O indiciamento do ex-presidente Jair Bolsonaro pela Polícia Federal, e a sequência de denúncias transformadas em processos no Supremo Tribunal Federal, se tornaram mais um capítulo da crise institucional que o Brasil enfrenta desde 2023. O caso, que deveria se ater a provas concretas e ao devido processo legal, é tratado por grande parte da classe política conservadora como um espetáculo de perseguição, comandado pelo ministro Alexandre de Moraes e sustentado por uma narrativa frágil de “golpe de Estado” nunca materializado.
A investigação, aberta após os atos de 8 de janeiro, resultou em um relatório da PF que acusa Bolsonaro e mais de 30 aliados de supostamente conspirar contra a democracia. A denúncia foi aceita pela Procuradoria-Geral da República e, em março deste ano, o STF transformou o ex-presidente em réu. Desde então, uma sequência de medidas arbitrárias tem restringido sua liberdade: tornozeleira eletrônica, prisão domiciliar, proibição de falar com apoiadores, censura de redes sociais e apreensão de bens e aparelhos eletrônicos.
Recentemente, a Polícia Federal divulgou a existência de um rascunho de pedido de asilo político na Argentina, usado como justificativa para abrir um novo processo contra Bolsonaro por “obstrução de justiça”. O documento, sem validade oficial e encontrado em papéis particulares, foi tratado como evidência de uma “tentativa de fuga”. Para os advogados de defesa, não passa de uma peça especulativa que jamais foi protocolada.
Enquanto isso, Moraes deu prazo de 48 horas para explicações, ampliando ainda mais o tom inquisitorial do processo. O clima remete, segundo parlamentares da oposição, a um verdadeiro tribunal de exceção, em que o réu já estaria condenado antes mesmo de se defender.
Repercussão política e internacional
No Congresso, aliados de Bolsonaro denunciam que o Judiciário ultrapassou todos os limites constitucionais. Parlamentares da direita afirmam que não se trata mais de processo judicial, mas de perseguição política institucionalizada, cujo objetivo seria anular de vez a participação do ex-presidente e de seu movimento conservador no cenário político.
A imprensa internacional também tem dado destaque ao caso.
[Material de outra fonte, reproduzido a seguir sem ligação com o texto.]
//! Error response formatting
//!
//! Every failure leaves the API as the same JSON shape: a machine-readable
//! code, a user-safe message, the request id, and a retry hint.

use crate::error::{AppError, ErrorCode};
use axum::{
    body::{to_bytes, Body},
    extract::Request,
    http::{header::CONTENT_LENGTH, StatusCode},
    middleware::Next,
    response::{IntoResponse, Response},
    Json,
};
use chrono::Utc;
use serde::{Deserialize, Serialize};

// error bodies are small JSON documents
const MAX_ERROR_BODY_BYTES: usize = 64 * 1024;

/// Standardized error response structure
#[derive(Debug, Clone, Serialize, Deserialize)]
pub struct ErrorResponse {
    /// Machine-readable error code
    pub error: ErrorCode,

    /// Human-readable error message
    pub message: String,

    /// Request ID for debugging and support
    pub request_id: Option<String>,

    /// ISO 8601 timestamp of the error
    pub timestamp: String,

    /// Whether the client should retry the request
    #[serde(skip_serializing_if = "Option::is_none")]
    pub retryable: Option<bool>,
}

impl ErrorResponse {
    pub fn from_app_error(error: &AppError) -> Self {
        Self {
            error: error.error_code(),
            message: error.user_message(),
            request_id: error.request_id.clone(),
            timestamp: Utc::now().to_rfc3339(),
            retryable: Some(error.is_retryable()),
        }
    }

    pub fn internal_error(request_id: Option<String>) -> Self {
        Self {
            error: ErrorCode::InternalError,
            message: "An internal server error occurred. Please try again later.".to_string(),
            request_id,
            timestamp: Utc::now().to_rfc3339(),
            retryable: Some(false),
        }
    }
}

/// Convert AppError into an HTTP response with proper status code and JSON body
impl IntoResponse for AppError {
    fn into_response(self) -> Response {
        let status_code =
            StatusCode::from_u16(self.status_code()).unwrap_or(StatusCode::INTERNAL_SERVER_ERROR);

        if status_code.is_server_error() {
            tracing::error!(
                error = ?self,
                request_id = ?self.request_id,
                status = %status_code.as_u16(),
                "Server error occurred"
            );
        } else {
            tracing::warn!(
                error = ?self,
                request_id = ?self.request_id,
                status = %status_code.as_u16(),
                "Client error occurred"
            );
        }

        let error_response = ErrorResponse::from_app_error(&self);
        (status_code, Json(error_response)).into_response()
    }
}

/// Helper to extract request ID from request headers
pub fn get_request_id_from_headers(headers: &axum::http::HeaderMap) -> Option<String> {
    headers
        .get("x-request-id")
        .and_then(|v| v.to_str().ok())
        .map(|s| s.to_string())
}

/// Fill `request_id` in error bodies from the propagated `x-request-id`.
///
/// Most `AppError` values are built in the service layer where the header is
/// not in scope, so the id is stamped here once the response exists.
pub async fn attach_request_id_middleware(request: Request, next: Next) -> Response {
    let request_id = get_request_id_from_headers(request.headers());
    let response = next.run(request).await;

    let status = response.status();
    if !(status.is_client_error() || status.is_server_error()) {
        return response;
    }
    let Some(request_id) = request_id else {
        return response;
    };

    let (mut parts, body) = response.into_parts();
    let bytes = match to_bytes(body, MAX_ERROR_BODY_BYTES).await {
        Ok(bytes) => bytes,
        Err(_) => {
            let fallback = ErrorResponse::internal_error(Some(request_id));
            return (StatusCode::INTERNAL_SERVER_ERROR, Json(fallback)).into_response();
        }
    };

    // only rewrite bodies in the standardized shape that carry no id yet;
    // framework rejections and already-tagged bodies pass through untouched
    let patched = match serde_json::from_slice::<ErrorResponse>(&bytes) {
        Ok(mut error_body) if error_body.request_id.is_none() => {
            error_body.request_id = Some(request_id);
            serde_json::to_vec(&error_body).unwrap_or_else(|_| bytes.to_vec())
        }
        _ => bytes.to_vec(),
    };

    parts.headers.remove(CONTENT_LENGTH);
    Response::from_parts(parts, Body::from(patched))
}

#[cfg(test)]
mod tests {
    use super::*;
    use crate::error::{AppErrorKind, DomainError, ValidationError};

    #[test]
    fn error_response_carries_code_and_request_id() {
        let app_error = AppError::new(AppErrorKind::Domain(DomainError::InvoiceNotDeletable {
            invoice_id: "inv_1".to_string(),
            status: "paid".to_string(),
        }))
        .with_request_id("req_123");

        let error_response = ErrorResponse::from_app_error(&app_error);

        assert_eq!(error_response.error, ErrorCode::InvoiceNotDeletable);
        assert_eq!(error_response.request_id, Some("req_123".to_string()));
        assert!(error_response.message.contains("cannot be deleted"));
    }

    #[test]
    fn validation_error_becomes_bad_request() {
        let app_error = AppError::new(AppErrorKind::Validation(ValidationError::InvalidAmount {
            amount: "-100".to_string(),
            reason: "must be positive".to_string(),
        }));

        let response = app_error.into_response();
        assert_eq!(response.status(), StatusCode::BAD_REQUEST);
    }

    #[test]
    fn invalid_signature_becomes_unauthorized() {
        let app_error = AppError::new(AppErrorKind::Domain(DomainError::InvalidWebhookSignature {
            order_id: "ord_1".to_string(),
        }));

        let response = app_error.into_response();
        assert_eq!(response.status(), StatusCode::UNAUTHORIZED);
    }

    #[test]
    fn internal_error_response_is_not_retryable_by_default() {
        let error = ErrorResponse::internal_error(Some("req_456".to_string()));
        assert_eq!(error.error, ErrorCode::InternalError);
        assert_eq!(error.retryable, Some(false));
    }

    #[tokio::test]
    async fn error_bodies_carry_the_propagated_request_id() {
        use axum::routing::get;
        use tower::ServiceExt;

        async fn failing() -> Result<(), AppError> {
            Err(AppError::new(AppErrorKind::Domain(
                DomainError::OrderNotFound {
                    order_id: "ord_1".to_string(),
                },
            )))
        }

        let app = axum::Router::new()
            .route("/fail", get(failing))
            .layer(axum::middleware::from_fn(attach_request_id_middleware));

        let request = axum::http::Request::builder()
            .uri("/fail")
            .header("x-request-id", "req_789")
            .body(Body::empty())
            .expect("request");

        let response = app.oneshot(request).await.expect("response");
        assert_eq!(response.status(), StatusCode::NOT_FOUND);

        let bytes = to_bytes(response.into_body(), MAX_ERROR_BODY_BYTES)
            .await
            .expect("body");
        let body: serde_json::Value = serde_json::from_slice(&bytes).expect("json");
        assert_eq!(body["error"], "ORDER_NOT_FOUND");
        assert_eq!(body["request_id"], "req_789");
    }

    #[tokio::test]
    async fn successful_responses_pass_through_unpatched() {
        use axum::routing::get;
        use tower::ServiceExt;

        let app = axum::Router::new()
            .route("/ok", get(|| async { Json(serde_json::json!({ "ok": true })) }))
            .layer(axum::middleware::from_fn(attach_request_id_middleware));

        let request = axum::http::Request::builder()
            .uri("/ok")
            .header("x-request-id", "req_1")
            .body(Body::empty())
            .expect("request");

        let response = app.oneshot(request).await.expect("response");
        assert_eq!(response.status(), StatusCode::OK);

        let bytes = to_bytes(response.into_body(), MAX_ERROR_BODY_BYTES)
            .await
            .expect("body");
        let body: serde_json::Value = serde_json::from_slice(&bytes).expect("json");
        assert_eq!(body, serde_json::json!({ "ok": true }));
    }
}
Veículos como The Guardian e Reuters tratam as acusações com reservas, apontando que a falta de provas diretas levanta dúvidas sobre a condução do processo. Já aliados de Bolsonaro no exterior, como o ex-presidente americano Donald Trump, denunciam publicamente que o Brasil vive um “estado policialesco” e pedem que organizações internacionais monitorem a escalada autoritária no país.
O julgamento decisivo
Entre os dias 2 e 12 de setembro, o STF deve realizar a primeira parte do julgamento que pode definir o futuro político de Jair Bolsonaro. Caso condenado, ele enfrentará não apenas a inelegibilidade já imposta pelo TSE, mas também penas severas por crimes contra o Estado.
Para analistas conservadores, no entanto, o julgamento é apenas mais uma etapa de um processo marcado pela politização da justiça. A perseguição ao ex-presidente, segundo eles, tem servido como recado a toda a direita: quem desafiar o sistema, será silenciado.
O que está em jogo
O indiciamento e as medidas abusivas contra Bolsonaro não dizem respeito apenas ao futuro de um líder político, mas ao próprio equilíbrio das instituições brasileiras. Se o STF continuar legislando e julgando fora dos limites constitucionais, o país corre o risco de consolidar um regime autoritário de toga, em que opositores são criminalizados e a democracia se transforma em fachada.
Neste momento decisivo, a pergunta que ecoa entre milhões de brasileiros é clara: o processo contra Bolsonaro é realmente sobre justiça, ou sobre poder?